He could see that this shook the doctor a little.

  The patient said, 'I've never said these things before to anyone.'

  'I've never heard them before,' the doctor said.

  'Perhaps they don't matter.'

  'Of course they matter!' the doctor said. He was indignant, in a sulking, aristocratic way. Some of these Scots were frightfully grand.

  'But what can I do about it?'

  The doctor said, 'You must tell me everything.'

  The rest was bleak. It was the man incapable of making a friend or finding a job or paying the family debts. It was the humiliation of being weak and exposed, like a dream he had of finding himself naked in a public place. He despised people for their common-looking faces and the careless way they spoke. Seeing them eat made him sick. He could not bear to watch anyone eat, he said. And there were sights just as bad — watching people blow their nose, hearing them laugh, seeing their underwear on a clothesline. And he hated seeing their old shoes.

  The doctor said, 'I think I know what you mean.'

  He told the doctor everything. He felt much better as a consequence. He knew now that he could not change his situation, but talking about it made him feel less burdened. It did seem at times immensely complicated; but he was not imagining the curse - there really was a curse on him. It was a curse to have to live like an average man. He felt like a fallen angel, for wasn't this poverty truly like a fall from grace?

  DIPLOMATIC RELATIONS (il): THE LONDON EMBASSY

  These visits to the National Health psychiatrist became his life - the life he had been born to. This was enough society for him. The doctor was, of course, an aristocrat. He was intelligent; he was a model of refinement. The way he smoked cigarettes convinced you he was a deep thinker, and very neat and economical. In a world they knew as squalid and unequal they faced each other as equals, and often at the end of a session the doctor offered his patient a glass of good sherry.

  Warmed and made optimistic by the wine, the patient could forget the curse of the family name that had hobbled him so badly. Now it did not seem so cruel that he had been born an aristocrat. He had found a way out of this trap. The doctor was his social equal! And the doctor was excellent company.

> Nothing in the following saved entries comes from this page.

//! Remote store backed by a hosted PostgREST endpoint.
//!
//! Rows are read and written under `{url}/rest/v1/{table}`. Change
//! notifications come from the realtime service (see [`crate::realtime`]).

use async_trait::async_trait;
use catalog_core::field_map;
use catalog_core::store::Result;
use catalog_core::{ChangeFeed, CollectionKind, Record, RemoteStore, StoreError};
use reqwest::{Client, Method, RequestBuilder, Response, StatusCode};
use serde_json::Value;
use tracing::debug;

use crate::config::Config;
use crate::realtime::{self, ReconnectConfig, RealtimeOptions};

/// REST adapter for the catalog tables.
pub struct PostgrestStore {
    client: Client,
    rest_url: String,
    api_key: String,
    bearer: String,
    schema: String,
    realtime: Option<RealtimeOptions>,
}

impl PostgrestStore {
    /// Build a store from configuration. Returns `None` when the URL or the
    /// anon key is missing.
    pub fn from_config(config: &Config) -> anyhow::Result<Option<Self>> {
        let store = &config.store;
        let (Some(base), Some(key)) = (store.base_url(), store.key()) else {
            return Ok(None);
        };

        let mut builder = Client::builder();
        if let Some(timeout) = store.request_timeout() {
            builder = builder.timeout(timeout);
        }
        let client = builder.build()?;

        let realtime = match (config.realtime.enabled, config.realtime_url()) {
            (true, Some(url)) => Some(RealtimeOptions {
                url,
                api_key: key.to_string(),
                access_token: store.access_token.clone().filter(|t| !t.is_empty()),
                schema: store.schema.clone(),
                heartbeat: config.realtime.heartbeat(),
                reconnect: ReconnectConfig {
                    initial_delay: std::time::Duration::from_millis(
                        config.realtime.reconnect_initial_ms,
                    ),
                    max_delay: std::time::Duration::from_millis(config.realtime.reconnect_max_ms),
                    max_attempts: config.realtime.max_reconnect_attempts,
                    ..Default::default()
                },
            }),
            _ => None,
        };

        Ok(Some(Self {
            client,
            rest_url: format!("{base}/rest/v1"),
            api_key: key.to_string(),
            bearer: store.bearer().unwrap_or(key).to_string(),
            schema: store.schema.clone(),
            realtime,
        }))
    }

    pub fn realtime_enabled(&self) -> bool {
        self.realtime.is_some()
    }

    fn table_url(&self, kind: CollectionKind) -> String {
        format!("{}/{}", self.rest_url, kind.table())
    }

    fn request(&self, method: Method, kind: CollectionKind) -> RequestBuilder {
        self.client
            .request(method, self.table_url(kind))
            .header("apikey", &self.api_key)
            .bearer_auth(&self.bearer)
            .header("Accept-Profile", &self.schema)
            .header("Content-Profile", &self.schema)
    }

    async fn send(&self, request: RequestBuilder) -> Result<Response> {
        let response = request.send().await.map_err(transport_error)?;
        let status = response.status();
        if status.is_success() {
            return Ok(response);
        }

        let body = response.text().await.unwrap_or_default();
        Err(status_error(status, &body))
    }

    async fn rows(&self, request: RequestBuilder) -> Result<Vec<Value>> {
        let response = self.send(request).await?;
        let body = response.text().await.map_err(transport_error)?;
        serde_json::from_str(&body).map_err(|e| StoreError::Decode(e.to_string()))
    }
}

/// Map a transport failure to a store error.
fn transport_error(e: reqwest::Error) -> StoreError {
    if e.is_timeout() {
        StoreError::Timeout(e.to_string())
    } else if e.is_decode() {
        StoreError::Decode(e.to_string())
    } else {
        StoreError::Network(e.to_string())
    }
}

/// Map a non-success HTTP status to a store error.
pub fn status_error(status: StatusCode, body: &str) -> StoreError {
    let message = serde_json::from_str::<Value>(body)
        .ok()
        .and_then(|v| v.get("message").and_then(Value::as_str).map(str::to_string))
        .unwrap_or_else(|| {
            if body.trim().is_empty() {
                status.to_string()
            } else {
                body.trim().to_string()
            }
        });

    match status {
        StatusCode::UNAUTHORIZED | StatusCode::FORBIDDEN => StoreError::PermissionDenied(message),
        StatusCode::NOT_FOUND => StoreError::NotFound(message),
        StatusCode::REQUEST_TIMEOUT | StatusCode::GATEWAY_TIMEOUT => StoreError::Timeout(message),
        s if s.is_client_error() => StoreError::Rejected(message),
        _ => StoreError::Network(message),
    }
}

/// Decode one returned row. Numeric ids become strings and null columns fall
/// back to field defaults.
pub fn decode_row(kind: CollectionKind, row: Value) -> Result<Record> {
    let row = match row {
        Value::Object(mut map) => {
            map.retain(|_, v| !v.is_null());
            if let Some(Value::Number(n)) = map.get("id") {
                let id = n.to_string();
                map.insert("id".to_string(), Value::String(id));
            }
            Value::Object(map)
        }
        other => other,
    };
    Ok(field_map::from_row(kind, row)?)
}

fn id_filter(id: &str) -> (&'static str, String) {
    ("id", format!("eq.{id}"))
}

#[async_trait]
impl RemoteStore for PostgrestStore {
    async fn fetch_all(&self, kind: CollectionKind) -> Result<Vec<Record>> {
        let order = format!("{}.desc", kind.order_column());
        let request = self
            .request(Method::GET, kind)
            .query(&[("select", "*"), ("order", order.as_str())]);

        let rows = self.rows(request).await?;
        debug!("Fetched {} {} rows", rows.len(), kind);
        rows.into_iter().map(|row| decode_row(kind, row)).collect()
    }

    async fn insert(&self, record: &Record) -> Result<Record> {
        let kind = record.kind();
        let now = chrono::Utc::now().to_rfc3339_opts(chrono::SecondsFormat::Millis, true);
        let row = field_map::insert_row(record, &now)?;

        let request = self
            .request(Method::POST, kind)
            .header("Prefer", "return=representation")
            .json(&row);

        let row = self
            .rows(request)
            .await?
            .into_iter()
            .next()
            .ok_or_else(|| StoreError::Decode(format!("insert into {kind} returned no row")))?;
        decode_row(kind, row)
    }

    async fn update(&self, id: &str, record: &Record) -> Result<()> {
        let kind = record.kind();
        let row = field_map::update_row(record)?;

        let request = self
            .request(Method::PATCH, kind)
            .query(&[id_filter(id)])
            .header("Prefer", "return=representation")
            .json(&row);

        if self.rows(request).await?.is_empty() {
            return Err(StoreError::NotFound(format!("{kind} {id}")));
        }
        Ok(())
    }

    async fn remove(&self, kind: CollectionKind, id: &str) -> Result<()> {
        let request = self.request(Method::DELETE, kind).query(&[id_filter(id)]);
        self.send(request).await?;
        Ok(())
    }

    async fn watch(&self, kind: CollectionKind) -> Result<ChangeFeed> {
        match &self.realtime {
            Some(options) => realtime::subscribe(options.clone(), kind).await,
            None => Ok(ChangeFeed::idle(kind)),
        }
    }
}

#[cfg(test)]
mod tests {
    use super::*;
    use serde_json::json;

    #[test]
    fn test_status_mapping() {
        let body = r#"{"code":"42501","message":"permission denied for table tools"}"#;
        assert_eq!(
            status_error(StatusCode::FORBIDDEN, body),
            StoreError::PermissionDenied("permission denied for table tools".into())
        );
        assert!(matches!(
            status_error(StatusCode::UNAUTHORIZED, ""),
            StoreError::PermissionDenied(_)
        ));
        assert!(matches!(
            status_error(StatusCode::NOT_FOUND, "{}"),
            StoreError::NotFound(_)
        ));
        assert_eq!(
            status_error(StatusCode::BAD_REQUEST, r#"{"message":"bad column"}"#),
            StoreError::Rejected("bad column".into())
        );
        assert_eq!(
            status_error(StatusCode::BAD_GATEWAY, "upstream down"),
            StoreError::Network("upstream down".into())
        );
        assert!(matches!(
            status_error(StatusCode::GATEWAY_TIMEOUT, ""),
            StoreError::Timeout(_)
        ));
    }

    #[test]
    fn test_decode_row_normalizes_server_values() {
        let row = json!({
            "id": 42,
            "name": "Scribe",
            "tags": null,
            "image_url": "https://img/s.png",
            "created_at": "2025-01-01T00:00:00Z"
        });
        let record = decode_row(CollectionKind::Tools, row).unwrap();
        let tool = record.as_tool().unwrap();
        assert_eq!(tool.id, "42");
        assert!(tool.tags.is_empty());
        assert_eq!(tool.image_url, "https://img/s.png");
    }

    #[test]
    fn test_unconfigured_config_builds_nothing() {
        let config = Config::default();
        assert!(PostgrestStore::from_config(&config).unwrap().is_none());
    }

    #[test]
    fn test_realtime_disabled_by_config() {
        let mut config = Config::default();
        config.store.url = Some("https://abc.supabase.co".into());
        config.store.anon_key = Some("anon".into());
        assert!(PostgrestStore::from_config(&config)
            .unwrap()
            .unwrap()
            .realtime_enabled());

        config.realtime.enabled = false;
        let store = PostgrestStore::from_config(&config).unwrap().unwrap();
        assert!(!store.realtime_enabled());
        assert_eq!(store.rest_url, "https://abc.supabase.co/rest/v1");
    }
}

This wasn't therapy or the confessional feeling of well-being. This was like meeting for drinks.

  'We have a great deal in common,' the patient said, and was pleased.

  'A very great deal,' the doctor said, after pausing a moment. He seemed reluctant to admit it, and said no more.

  'Before I met you, I didn't know which way to turn. I used to think about killing myself!'

  'How do you feel now?' the doctor asked.

  'I feel I have a friend who understands.'

  'None of this has ever occurred to me before,' the doctor said. He went on to explain that he had never thought much about the burden of the past, or upholding the reputation of an old name, or the snobbery-nausea, an instinct that was the worst curse of all.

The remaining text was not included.